Reputation: 5791
I have a legacy assembly that is still on .NET Framework 4.8 and references System.Windows.Forms.dll (for non-UI reasons, actually) and I would like to use it inside a .NET Interactive Notebook through also existing code that loads this assembly using Assembly.LoadFrom
.
However, if I do that, I end up getting an exception Could not load file or assembly 'System.Windows.Forms, Version=4.0.0.0, Culture=neutral, PublicKeyToken=b77a5c561934e089'. The system cannot find the file specified.
. So in my opinion, essentially the runtime is not looking into the .NET 4 GAC, because it is not a .NET 4 CLR and then expecting the assembly to be located in the same folder.

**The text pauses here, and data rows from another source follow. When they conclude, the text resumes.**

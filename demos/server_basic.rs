//! Basic Inertia server example
//!
//! Serves a records index as a full HTML page on first visit and as JSON on
//! Inertia visits.
//!
//! Run with: cargo run --example server_basic
//!
//! Try:
//!   curl -i http://localhost:3000/
//!   curl -i -H 'X-Inertia: true' http://localhost:3000/
//!   curl -i -H 'X-Inertia: true' -H 'X-Inertia-Version: old' http://localhost:3000/

use axum::{routing::get, Router};
use inertia_axum::{
    Inertia, InertiaConfig, InertiaError, InertiaLayer, InertiaResponse, SimpleTemplateRenderer,
};
use serde::Serialize;

#[derive(Serialize)]
struct Record {
    id: u32,
    name: &'static str,
}

#[derive(Serialize)]
struct IndexProps {
    records: Vec<Record>,
}

async fn index(inertia: Inertia) -> Result<InertiaResponse, InertiaError> {
    let props = IndexProps {
        records: vec![
            Record { id: 1, name: "Meddle" },
            Record { id: 2, name: "Animals" },
        ],
    };
    tracing::info!(inertia = inertia.is_inertia(), "rendering records index");
    inertia.render_props("records/Index", &props)
}

async fn back_home(inertia: Inertia) -> InertiaResponse {
    inertia.redirect("/")
}

#[tokio::main]
async fn main() -> anyhow::Result<()> {
    tracing_subscriber::fmt::init();

    let config = InertiaConfig::default()
        .with_version(|| "1".to_string())
        .with_template_renderer(SimpleTemplateRenderer::default());

    let app = Router::new()
        .route("/", get(index))
        .route("/redirect", get(back_home))
        .layer(InertiaLayer::from_config(config)?);

    let listener = tokio::net::TcpListener::bind("127.0.0.1:3000").await?;
    tracing::info!("listening on http://{}", listener.local_addr()?);
    axum::serve(listener, app).await?;
    Ok(())
}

In applications that are under control, we had some good success simply changing the target framework moniker to net6.0-windows
in that case, but recompile obviously is not an option for interactive notebooks.
I have seen that there is a runtimeconfig.json in the Nuget cache folder for the entry DLL:
{
"runtimeOptions": {
"tfm": "net6.0",
"frameworks": [
{
"name": "Microsoft.NETCore.App",
"version": "6.0.0"
},
{
"name": "Microsoft.AspNetCore.App",
"version": "6.0.0"
}
],
"configProperties": {
"System.GC.Server": true,
"System.Reflection.Metadata.MetadataUpdater.IsSupported": false,
"System.Runtime.Serialization.EnableUnsafeBinaryFormatterSerialization": false
}
}
}
However, changing the tfm setting there did not seem to work, either. What am I doing wrong?
Upvotes: 2
Views: 269
Reputation: 5791
I forgot to paste the solution here in case anybody runs into the same problem. I actually just copied the assembly from the GAC into the application folder and then, .NET Core was able to find the assembly.